第3章 ♭ミュウとシュン~MailsⅡ~♭

 琢郎は納得顔で頷く。そこで迂闊にも美海は手が震えてしまい、携帯をまた床に落としてしまう。
「返事しなくて良いのか?」
「どうせダイレクトメールでしょ」
 声が上擦る。琢郎に妙だと思われないだろうか。
 顔を上げると、物言いたげな琢郎の視線にぶつかった。途端に心臓が音を立てて脈打ち始める。静かな部屋の中では、琢郎に鼓動を聞かれてしまうのではないかと不安に思ったほどだ。

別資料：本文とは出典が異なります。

//! AWS SNS topic notification channel.

use std::time::Duration;

use async_trait::async_trait;
use serde::Deserialize;
use tracing::{debug, warn};

use crate::alert::Alert;
use crate::error::ChannelError;
use crate::NotifyChannel;

/// SNS rejects subjects longer than this.
pub const MAX_SUBJECT_CHARS: usize = 100;

/// SNS API version.
const SNS_API_VERSION: &str = "2010-03-31";

/// Request timeout for a publish call.
const PUBLISH_TIMEOUT_SECS: u64 = 10;

/// SNS `Publish` notification channel.
pub struct SnsChannel {
    /// Region used to derive the endpoint when the topic ARN has none.
    region: String,
    /// Endpoint override (emulators, signing proxies, tests).
    endpoint: Option<String>,
    /// Topic used when the alert has no destination of its own.
    default_topic: Option<String>,
    client: reqwest::Client,
}

impl SnsChannel {
    /// Create an SNS channel for `region`.
    #[must_use]
    pub fn new(region: impl Into<String>) -> Self {
        let client = reqwest::Client::builder()
            .timeout(Duration::from_secs(PUBLISH_TIMEOUT_SECS))
            .build()
            .unwrap_or_default();

        Self {
            region: region.into(),
            endpoint: None,
            default_topic: None,
            client,
        }
    }

    /// Send requests to `endpoint` instead of the regional SNS endpoint.
    #[must_use]
    pub fn with_endpoint(mut self, endpoint: impl Into<String>) -> Self {
        self.endpoint = Some(endpoint.into());
        self
    }

    /// Publish to `topic_arn` when an alert carries no destination.
    #[must_use]
    pub fn with_default_topic(mut self, topic_arn: impl Into<String>) -> Self {
        self.default_topic = Some(topic_arn.into());
        self
    }

    /// Endpoint for a publish to `topic_arn`. SNS requires the call to go to
    /// the topic's own region.
    fn endpoint_for(&self, topic_arn: &str) -> String {
        if let Some(endpoint) = &self.endpoint {
            return endpoint.trim_end_matches('/').to_string();
        }
        let region = region_from_arn(topic_arn).unwrap_or(&self.region);
        format!("https://sns.{region}.amazonaws.com")
    }
}

/// Extract the region from an ARN (`arn:aws:sns:us-east-1:123456789012:topic`).
#[must_use]
pub fn region_from_arn(arn: &str) -> Option<&str> {
    arn.split(':').nth(3).filter(|region| !region.is_empty())
}

/// Truncate a subject to the SNS limit on a character boundary.
#[must_use]
pub fn truncate_subject(subject: &str) -> &str {
    match subject.char_indices().nth(MAX_SUBJECT_CHARS) {
        Some((idx, _)) => &subject[..idx],
        None => subject,
    }
}

#[async_trait]
impl NotifyChannel for SnsChannel {
    fn name(&self) -> &'static str {
        "sns"
    }

    fn enabled(&self) -> bool {
        true
    }

    async fn send(&self, alert: &Alert) -> Result<(), ChannelError> {
        let topic_arn = alert
            .destination
            .as_deref()
            .or(self.default_topic.as_deref())
            .ok_or_else(|| ChannelError::NotConfigured("SNS topic ARN".to_string()))?;

        let url = format!("{}/", self.endpoint_for(topic_arn));
        let subject = truncate_subject(&alert.subject);

        debug!(channel = "sns", topic_arn, subject, "Publishing alert");

        let response = self
            .client
            .post(&url)
            .header("Accept", "application/json")
            .form(&[
                ("Action", "Publish"),
                ("Version", SNS_API_VERSION),
                ("TopicArn", topic_arn),
                ("Subject", subject),
                ("Message", alert.message.as_str()),
            ])
            .send()
            .await?;

        let status = response.status();
        let body = response.text().await.unwrap_or_default();

        if status.is_success() {
            let message_id = serde_json::from_str::<PublishResponse>(&body)
                .ok()
                .and_then(|r| r.message_id);
            debug!(
                channel = "sns",
                message_id = message_id.as_deref().unwrap_or("-"),
                "Alert published"
            );
            Ok(())
        } else {
            warn!(
                channel = "sns",
                status = %status,
                body = %body,
                "SNS publish failed"
            );

            Err(ChannelError::Rejected {
                status: status.as_u16(),
                body,
            })
        }
    }
}

/// Subset of the `Publish` response we log.
#[derive(Debug, Deserialize)]
struct PublishResponse {
    #[serde(rename = "MessageId")]
    message_id: Option<String>,
}
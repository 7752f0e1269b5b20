//! Healer CLI
//!
//! Runs one remediation from a trigger event, or serves a webhook that runs
//! one per posted alarm.

use std::path::PathBuf;
use std::process::ExitCode;
use std::sync::Arc;

use anyhow::{Context, Result};
use clap::{Parser, Subcommand};
use colored::Colorize;
use tokio::io::AsyncReadExt;
use tracing::{debug, info};
use tracing_subscriber::{fmt, prelude::*, EnvFilter};

use healer::server::run_server;
use healer::{AlarmEvent, Healer, HealerConfig, RunResult};

/// Reboot a degraded instance, wait for it to recover and verify the application
#[derive(Parser)]
#[command(name = "healer")]
#[command(about = "Reboot a degraded instance, wait for it to recover and verify the application")]
#[command(version)]
struct Cli {
    #[command(subcommand)]
    command: Commands,

    /// Result output format (json or text)
    #[arg(long, value_enum, default_value = "json", global = true)]
    format: OutputFormat,

    /// Log output format (text or json)
    #[arg(long, value_enum, default_value = "text", global = true)]
    log_format: LogFormat,

    /// Enable verbose output
    #[arg(short, long, global = true)]
    verbose: bool,

    /// Instance to remediate
    #[arg(long, env = "INSTANCE_ID", global = true)]
    instance_id: Option<String>,

    /// SNS topic that receives alerts
    #[arg(long, env = "SNS_TOPIC_ARN", global = true)]
    topic_arn: Option<String>,

    /// Application URL checked after recovery
    #[arg(long, env = "APP_URL", global = true)]
    app_url: Option<String>,

    /// AWS region
    #[arg(long, env = "AWS_REGION", global = true)]
    region: Option<String>,

    /// Override the AWS endpoint (local emulators, tests)
    #[arg(long, env = "AWS_ENDPOINT_URL", global = true)]
    endpoint_url: Option<String>,
}

#[derive(Clone, Copy, Default, clap::ValueEnum)]
enum OutputFormat {
    #[default]
    Json,
    Text,
}

#[derive(Clone, Copy, Default, clap::ValueEnum)]
enum LogFormat {
    #[default]
    Text,
    Json,
}

#[derive(Subcommand)]
enum Commands {
    /// Run one remediation and print the result
    Run {
        /// Trigger event file (`-` for stdin); an empty event when omitted
        #[arg(long)]
        event: Option<PathBuf>,
    },
    /// Serve the alarm webhook
    Serve {
        /// Address to bind
        #[arg(long, default_value = "0.0.0.0:8080")]
        addr: String,
    },
}

#[tokio::main]
async fn main() -> Result<ExitCode> {
    let cli = Cli::parse();
    init_tracing(cli.log_format, cli.verbose);

    let config = load_config(&cli)?;
    debug!(
        region = %config.region,
        poll_attempts = config.timings.poll_attempts,
        poll_interval_secs = config.timings.poll_interval.as_secs(),
        settle_delay_secs = config.timings.settle_delay.as_secs(),
        "Loaded configuration"
    );
    let healer = Healer::from_config(&config)?;

    match cli.command {
        Commands::Run { event } => {
            let event = read_event(event.as_ref()).await?;
            let result = healer.handle(&event).await;
            print_result(&result, cli.format)?;

            Ok(if result.is_success() {
                ExitCode::SUCCESS
            } else {
                ExitCode::FAILURE
            })
        }
        Commands::Serve { addr } => {
            info!(addr = %addr, "Starting healer webhook server");
            run_server(Arc::new(healer), &addr).await?;
            Ok(ExitCode::SUCCESS)
        }
    }
}

fn init_tracing(format: LogFormat, verbose: bool) {
    let default_filter = if verbose {
        "healer=debug,healer_cloud=debug,healer_notify=debug,info"
    } else {
        "healer=info,healer_cloud=info,healer_notify=info,warn"
    };
    let filter =
        EnvFilter::try_from_default_env().unwrap_or_else(|_| EnvFilter::new(default_filter));

    // Logs go to stderr; stdout carries the result record
    let (text, json) = match format {
        LogFormat::Text => (Some(fmt::layer().with_writer(std::io::stderr)), None),
        LogFormat::Json => (
            None,
            Some(fmt::layer().json().with_writer(std::io::stderr)),
        ),
    };

    tracing_subscriber::registry()
        .with(filter)
        .with(text)
        .with(json)
        .init();
}

/// Environment first, then command-line overrides.
fn load_config(cli: &Cli) -> Result<HealerConfig> {
    let mut config = HealerConfig::from_env().context("Invalid configuration")?;

    let set = |value: &Option<String>| value.clone().filter(|v| !v.trim().is_empty());
    if let Some(instance_id) = set(&cli.instance_id) {
        config.target.instance_id = Some(instance_id);
    }
    if let Some(topic_arn) = set(&cli.topic_arn) {
        config.target.topic_arn = Some(topic_arn);
    }
    if let Some(app_url) = set(&cli.app_url) {
        config.target.app_url = Some(app_url);
    }
    if let Some(region) = set(&cli.region) {
        config.region = region;
    }
    if let Some(endpoint) = set(&cli.endpoint_url) {
        config.endpoint_url = Some(endpoint);
    }

    Ok(config)
}

async fn read_event(source: Option<&PathBuf>) -> Result<AlarmEvent> {
    let raw = match source {
        None => return Ok(AlarmEvent::default()),
        Some(path) if path.as_os_str() == "-" => {
            let mut buf = String::new();
            tokio::io::stdin()
                .read_to_string(&mut buf)
                .await
                .context("Failed to read event from stdin")?;
            buf
        }
        Some(path) => tokio::fs::read_to_string(path)
            .await
            .with_context(|| format!("Failed to read event file {}", path.display()))?,
    };

    if raw.trim().is_empty() {
        return Ok(AlarmEvent::default());
    }
    serde_json::from_str(&raw).context("Failed to parse trigger event")
}

fn print_result(result: &RunResult, format: OutputFormat) -> Result<()> {
    match format {
        OutputFormat::Json => {
            println!("{}", serde_json::to_string_pretty(result)?);
        }
        OutputFormat::Text => {
            let code = result.status_code.to_string();
            let code = if result.is_success() {
                code.green().bold()
            } else if result.status_code < 500 {
                code.yellow().bold()
            } else {
                code.red().bold()
            };
            println!("{code} {}", result.body);
        }
    }
    Ok(())
}
// ═══════════════════════════════════════════════════════════════════════
// Agent Trait — interface that all AI agents must implement
//
// KEY DESIGN PRINCIPLE:
//   Agents receive the roster only, never the mutable GameState. They
//   answer with an `Action` for their own faction; the engine validates
//   and resolves it. An agent with nothing legal to do answers `Pass`.
// ═══════════════════════════════════════════════════════════════════════

use tactics_engine::engine::Action;
use tactics_engine::navigation;
use tactics_engine::types::*;

pub trait Agent: Send + Sync {
    /// Human-readable name for this agent (e.g., "Scoring", "Random").
    fn name(&self) -> &str;

    /// The side this agent plays.
    fn faction(&self) -> Faction;

    /// Pick one action for `self.faction()` on the given roster.
    fn decide(&mut self, roster: &[PositionedCharacter]) -> Action;
}

/// Every legal move and attack for `faction`, in roster order; for each
/// piece its moves come before its attacks.
pub fn legal_actions(roster: &[PositionedCharacter], faction: Faction) -> Vec<Action> {
    let mut actions = Vec::new();
    for pc in navigation::faction_members(roster, faction) {
        let from = pc.position();
        actions.extend(navigation::move_cells(roster, from).into_iter().map(|to| Action::Move { from, to }));
        actions.extend(
            navigation::attack_cells(roster, from)
                .into_iter()
                .map(|target| Action::Attack { attacker: from, target }),
        );
    }
    actions
}
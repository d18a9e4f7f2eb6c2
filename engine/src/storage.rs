// ═══════════════════════════════════════════════════════════════════════
// Storage — key-value seam and the game-state save slot on top of it
// ═══════════════════════════════════════════════════════════════════════

use crate::error::{StateError, StorageError};
use crate::state::GameState;
use crate::types::StatRecord;
use std::collections::HashMap;

/// Key holding the serialized game state.
pub const STATE_KEY: &str = "state";

/// Raw string key-value medium (browser-style local storage, SQLite, …).
pub trait KeyValueStore {
    fn get(&self, key: &str) -> Result<Option<String>, StorageError>;
    fn set(&mut self, key: &str, value: &str) -> Result<(), StorageError>;
    fn remove(&mut self, key: &str) -> Result<(), StorageError>;
}

impl<S: KeyValueStore + ?Sized> KeyValueStore for &mut S {
    fn get(&self, key: &str) -> Result<Option<String>, StorageError> {
        (**self).get(key)
    }

    fn set(&mut self, key: &str, value: &str) -> Result<(), StorageError> {
        (**self).set(key, value)
    }

    fn remove(&mut self, key: &str) -> Result<(), StorageError> {
        (**self).remove(key)
    }
}

/// Process-local store. Used by tests and batch simulation.
#[derive(Debug, Clone, Default)]
pub struct MemoryStore {
    entries: HashMap<String, String>,
}

impl MemoryStore {
    pub fn new() -> Self {
        MemoryStore::default()
    }
}

impl KeyValueStore for MemoryStore {
    fn get(&self, key: &str) -> Result<Option<String>, StorageError> {
        Ok(self.entries.get(key).cloned())
    }

    fn set(&mut self, key: &str, value: &str) -> Result<(), StorageError> {
        self.entries.insert(key.to_string(), value.to_string());
        Ok(())
    }

    fn remove(&mut self, key: &str) -> Result<(), StorageError> {
        self.entries.remove(key);
        Ok(())
    }
}

/// Save slot for the whole game state.
#[derive(Debug)]
pub struct GameStateService<S> {
    store: S,
}

impl<S: KeyValueStore> GameStateService<S> {
    pub fn new(store: S) -> Self {
        GameStateService { store }
    }

    pub fn store(&self) -> &S {
        &self.store
    }

    pub fn store_mut(&mut self) -> &mut S {
        &mut self.store
    }

    pub fn save(&mut self, state: &GameState) -> Result<(), StateError> {
        let text = state.to_json()?;
        self.store.set(STATE_KEY, &text)?;
        log::info!("game saved ({} pieces)", state.positioned_characters.len());
        Ok(())
    }

    /// `Ok(None)` when nothing has been saved yet.
    pub fn load(&self) -> Result<Option<GameState>, StateError> {
        match self.store.get(STATE_KEY)? {
            None => Ok(None),
            Some(text) => GameState::from_json(&text).map(Some),
        }
    }

    /// Saved state, or a fresh default one when the slot is empty.
    pub fn load_or_default(&self) -> Result<GameState, StateError> {
        Ok(self.load()?.unwrap_or_default())
    }

    /// Write `stats` into the saved slot, keeping the rest of the save.
    /// A missing or unreadable save is replaced by a default state.
    pub fn persist_statistics(&mut self, stats: &StatRecord) -> Result<(), StateError> {
        let mut saved = match self.load() {
            Ok(Some(state)) => state,
            Ok(None) => GameState::default(),
            Err(StateError::Storage(e)) => return Err(StateError::Storage(e)),
            Err(e) => {
                log::warn!("replacing unreadable save while storing statistics: {}", e);
                GameState::default()
            }
        };
        saved.statistics = *stats;
        self.store.set(STATE_KEY, &saved.to_json()?)?;
        Ok(())
    }

    pub fn clear(&mut self) -> Result<(), StateError> {
        self.store.remove(STATE_KEY)?;
        Ok(())
    }
}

「ああ、もしかしたら、皐月かもしれないわね。彼女、毎夜のように子どもたちの写メを送ってくるのよ。たまになら良いけど、毎日となると、受け取る方もはっきり言って迷惑」
 満更、嘘とはいえない科白が浮かんだのは、我ながら上出来だと思った。
「まあ、仕方ないだろう。子持ちの心理ってのは、俺にもよく判らんがな」
 琢郎は淡々と言うと、美海をまたじいっと見つめた。
「子どもといえば、そのことで少し話がある」
「なあに? もう今日は遅いし、明日じゃ駄目かしら」
 先刻のメールはシュンからに違いない。早く返事が読みたいのに、こんなときに限って、琢郎は出ていこうとしない。大体、夫がまともに話しかけてくるのなんて、ひと月半ぶりなのだ。
「大切なことだぞ」
「そんなに急を要するの?」
「お前、前から子どもを欲しがってたろう。俺は別にできればできたで良いし、できなくても仕方ないと思っていたんだが、最近、少し考え方が変わってな。お前がそれほど望むのなら、もう少し協力しても良いかなと思うようになったんだ」
「―」
 美海は琢郎の意図を計りかねて、押し黙った。
「子授けで有名なお寺とか神社にお参りするってこと?」
 しばらくして応えた美海に、琢郎が今度はポカンとした。やがて低い笑い声が響き渡った。
 美海はムッとした。
「私、真剣に話してるのよ?」
「お前って、相変わらずだな。純真なっていうか、そういうところは結婚前と全然変わっていない」
 琢郎が美海に近づいてくる。無意識の中に、美海は後ずさっていた。